- **WHAT YOU HAVE TO DO**
An identical transcription of the records is required.

- **MATERIAL FOR THIS TASK**

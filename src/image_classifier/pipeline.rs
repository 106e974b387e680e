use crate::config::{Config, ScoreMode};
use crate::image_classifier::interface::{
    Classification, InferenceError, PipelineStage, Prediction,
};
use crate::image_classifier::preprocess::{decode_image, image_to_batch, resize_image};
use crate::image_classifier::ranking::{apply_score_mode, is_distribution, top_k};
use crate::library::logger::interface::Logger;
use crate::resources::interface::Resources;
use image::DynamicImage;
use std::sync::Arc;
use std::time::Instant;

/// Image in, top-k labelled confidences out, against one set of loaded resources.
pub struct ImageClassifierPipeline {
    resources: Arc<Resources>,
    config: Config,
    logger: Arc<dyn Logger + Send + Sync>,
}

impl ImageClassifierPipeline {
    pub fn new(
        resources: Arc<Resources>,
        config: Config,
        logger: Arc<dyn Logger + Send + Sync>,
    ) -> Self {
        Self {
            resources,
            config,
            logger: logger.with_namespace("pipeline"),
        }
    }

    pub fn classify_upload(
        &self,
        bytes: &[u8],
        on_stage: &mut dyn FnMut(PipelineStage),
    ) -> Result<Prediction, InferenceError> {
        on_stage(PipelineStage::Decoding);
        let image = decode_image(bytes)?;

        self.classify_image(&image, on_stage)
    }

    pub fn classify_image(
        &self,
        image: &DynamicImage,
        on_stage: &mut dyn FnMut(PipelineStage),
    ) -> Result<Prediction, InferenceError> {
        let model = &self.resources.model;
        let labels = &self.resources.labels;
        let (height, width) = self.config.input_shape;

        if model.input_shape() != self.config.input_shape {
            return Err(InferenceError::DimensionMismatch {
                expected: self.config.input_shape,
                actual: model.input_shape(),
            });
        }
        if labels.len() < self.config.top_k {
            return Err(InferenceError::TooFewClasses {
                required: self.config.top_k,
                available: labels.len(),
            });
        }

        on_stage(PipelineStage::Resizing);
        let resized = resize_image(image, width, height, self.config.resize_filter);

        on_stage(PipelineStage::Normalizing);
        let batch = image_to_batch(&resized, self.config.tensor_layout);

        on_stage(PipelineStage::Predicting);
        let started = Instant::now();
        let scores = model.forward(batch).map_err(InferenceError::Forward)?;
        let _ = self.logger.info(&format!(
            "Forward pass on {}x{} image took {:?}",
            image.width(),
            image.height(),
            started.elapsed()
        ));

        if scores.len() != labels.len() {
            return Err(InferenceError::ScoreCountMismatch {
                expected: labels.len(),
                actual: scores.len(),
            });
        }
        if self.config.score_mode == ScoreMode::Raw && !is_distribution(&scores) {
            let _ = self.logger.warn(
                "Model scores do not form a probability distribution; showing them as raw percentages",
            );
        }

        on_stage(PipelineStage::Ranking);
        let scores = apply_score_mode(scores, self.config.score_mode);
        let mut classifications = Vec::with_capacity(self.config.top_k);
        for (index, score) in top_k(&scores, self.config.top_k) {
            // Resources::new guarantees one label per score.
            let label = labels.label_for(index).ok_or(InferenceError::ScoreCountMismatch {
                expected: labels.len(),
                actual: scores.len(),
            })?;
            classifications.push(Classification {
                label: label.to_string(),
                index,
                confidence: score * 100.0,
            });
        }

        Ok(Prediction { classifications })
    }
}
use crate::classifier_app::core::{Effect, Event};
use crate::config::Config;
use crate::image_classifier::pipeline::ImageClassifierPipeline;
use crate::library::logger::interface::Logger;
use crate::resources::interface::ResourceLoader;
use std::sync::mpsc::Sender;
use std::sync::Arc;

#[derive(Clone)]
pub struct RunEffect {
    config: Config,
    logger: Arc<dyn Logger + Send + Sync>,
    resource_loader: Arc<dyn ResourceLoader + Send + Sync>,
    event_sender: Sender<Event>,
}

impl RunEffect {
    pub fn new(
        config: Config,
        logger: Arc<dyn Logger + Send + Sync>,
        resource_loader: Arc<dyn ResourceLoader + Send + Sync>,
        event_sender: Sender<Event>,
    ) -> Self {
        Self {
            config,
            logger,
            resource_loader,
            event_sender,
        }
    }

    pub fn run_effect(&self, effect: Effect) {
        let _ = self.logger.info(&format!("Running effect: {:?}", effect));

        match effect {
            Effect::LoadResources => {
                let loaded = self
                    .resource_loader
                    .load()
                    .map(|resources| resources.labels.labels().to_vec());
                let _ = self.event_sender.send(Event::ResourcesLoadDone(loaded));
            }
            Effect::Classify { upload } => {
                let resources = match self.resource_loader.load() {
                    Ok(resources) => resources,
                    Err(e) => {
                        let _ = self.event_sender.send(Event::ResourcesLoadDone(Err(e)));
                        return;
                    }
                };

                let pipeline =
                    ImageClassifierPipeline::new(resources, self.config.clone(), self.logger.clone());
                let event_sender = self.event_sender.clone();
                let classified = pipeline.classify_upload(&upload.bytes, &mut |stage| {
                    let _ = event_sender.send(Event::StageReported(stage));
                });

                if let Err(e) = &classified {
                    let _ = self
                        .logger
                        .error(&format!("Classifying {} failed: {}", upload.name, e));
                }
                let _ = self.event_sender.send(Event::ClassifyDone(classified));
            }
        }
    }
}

- **FINISHED TASK**
filename src/image_classifier/pipeline.rs
repository 106e974b387e680e
use crate::config::{Config, ScoreMode};
use crate::image_classifier::interface::{
    Classification, InferenceError, PipelineStage, Prediction,
};
use crate::image_classifier::preprocess::{decode_image, image_to_batch, resize_image};
use crate::image_classifier::ranking::{apply_score_mode, is_distribution, top_k};
use crate::library::logger::interface::Logger;
use crate::resources::interface::Resources;
use image::DynamicImage;
use std::sync::Arc;
use std::time::Instant;

/// Image in, top-k labelled confidences out, against one set of loaded resources.
pub struct ImageClassifierPipeline {
    resources: Arc<Resources>,
    config: Config,
    logger: Arc<dyn Logger + Send + Sync>,
}

impl ImageClassifierPipeline {
    pub fn new(
        resources: Arc<Resources>,
        config: Config,
        logger: Arc<dyn Logger + Send + Sync>,
    ) -> Self {
        Self {
            resources,
            config,
            logger: logger.with_namespace("pipeline"),
        }
    }

    pub fn classify_upload(
        &self,
        bytes: &[u8],
        on_stage: &mut dyn FnMut(PipelineStage),
    ) -> Result<Prediction, InferenceError> {
        on_stage(PipelineStage::Decoding);
        let image = decode_image(bytes)?;

        self.classify_image(&image, on_stage)
    }

    pub fn classify_image(
        &self,
        image: &DynamicImage,
        on_stage: &mut dyn FnMut(PipelineStage),
    ) -> Result<Prediction, InferenceError> {
        let model = &self.resources.model;
        let labels = &self.resources.labels;
        let (height, width) = self.config.input_shape;

        if model.input_shape() != self.config.input_shape {
            return Err(InferenceError::DimensionMismatch {
                expected: self.config.input_shape,
                actual: model.input_shape(),
            });
        }
        if labels.len() < self.config.top_k {
            return Err(InferenceError::TooFewClasses {
                required: self.config.top_k,
                available: labels.len(),
            });
        }

        on_stage(PipelineStage::Resizing);
        let resized = resize_image(image, width, height, self.config.resize_filter);

        on_stage(PipelineStage::Normalizing);
        let batch = image_to_batch(&resized, self.config.tensor_layout);

        on_stage(PipelineStage::Predicting);
        let started = Instant::now();
        let scores = model.forward(batch).map_err(InferenceError::Forward)?;
        let _ = self.logger.info(&format!(
            "Forward pass on {}x{} image took {:?}",
            image.width(),
            image.height(),
            started.elapsed()
        ));

        if scores.len() != labels.len() {
            return Err(InferenceError::ScoreCountMismatch {
                expected: labels.len(),
                actual: scores.len(),
            });
        }
        if self.config.score_mode == ScoreMode::Raw && !is_distribution(&scores) {
            let _ = self.logger.warn(
                "Model scores do not form a probability distribution; showing them as raw percentages",
            );
        }

        on_stage(PipelineStage::Ranking);
        let scores = apply_score_mode(scores, self.config.score_mode);
        let mut classifications = Vec::with_capacity(self.config.top_k);
        for (index, score) in top_k(&scores, self.config.top_k) {
            // Resources::new guarantees one label per score.
            let label = labels.label_for(index).ok_or(InferenceError::ScoreCountMismatch {
                expected: labels.len(),
                actual: scores.len(),
            })?;
            classifications.push(Classification {
                label: label.to_string(),
                index,
                confidence: score * 100.0,
            });
        }

        Ok(Prediction { classifications })
    }
}
use crate::classifier_app::core::{Effect, Event};
use crate::config::Config;
use crate::image_classifier::pipeline::ImageClassifierPipeline;
use crate::library::logger::interface::Logger;
use crate::resources::interface::ResourceLoader;
use std::sync::mpsc::Sender;
use std::sync::Arc;

#[derive(Clone)]
pub struct RunEffect {
    config: Config,
    logger: Arc<dyn Logger + Send + Sync>,
    resource_loader: Arc<dyn ResourceLoader + Send + Sync>,
    event_sender: Sender<Event>,
}

impl RunEffect {
    pub fn new(
        config: Config,
        logger: Arc<dyn Logger + Send + Sync>,
        resource_loader: Arc<dyn ResourceLoader + Send + Sync>,
        event_sender: Sender<Event>,
    ) -> Self {
        Self {
            config,
            logger,
            resource_loader,
            event_sender,
        }
    }

    pub fn run_effect(&self, effect: Effect) {
        let _ = self.logger.info(&format!("Running effect: {:?}", effect));

        match effect {
            Effect::LoadResources => {
                let loaded = self
                    .resource_loader
                    .load()
                    .map(|resources| resources.labels.labels().to_vec());
                let _ = self.event_sender.send(Event::ResourcesLoadDone(loaded));
            }
            Effect::Classify { upload } => {
                let resources = match self.resource_loader.load() {
                    Ok(resources) => resources,
                    Err(e) => {
                        let _ = self.event_sender.send(Event::ResourcesLoadDone(Err(e)));
                        return;
                    }
                };

                let pipeline =
                    ImageClassifierPipeline::new(resources, self.config.clone(), self.logger.clone());
                let event_sender = self.event_sender.clone();
                let classified = pipeline.classify_upload(&upload.bytes, &mut |stage| {
                    let _ = event_sender.send(Event::StageReported(stage));
                });

                if let Err(e) = &classified {
                    let _ = self
                        .logger
                        .error(&format!("Classifying {} failed: {}", upload.name, e));
                }
                let _ = self.event_sender.send(Event::ClassifyDone(classified));
            }
        }
    }
}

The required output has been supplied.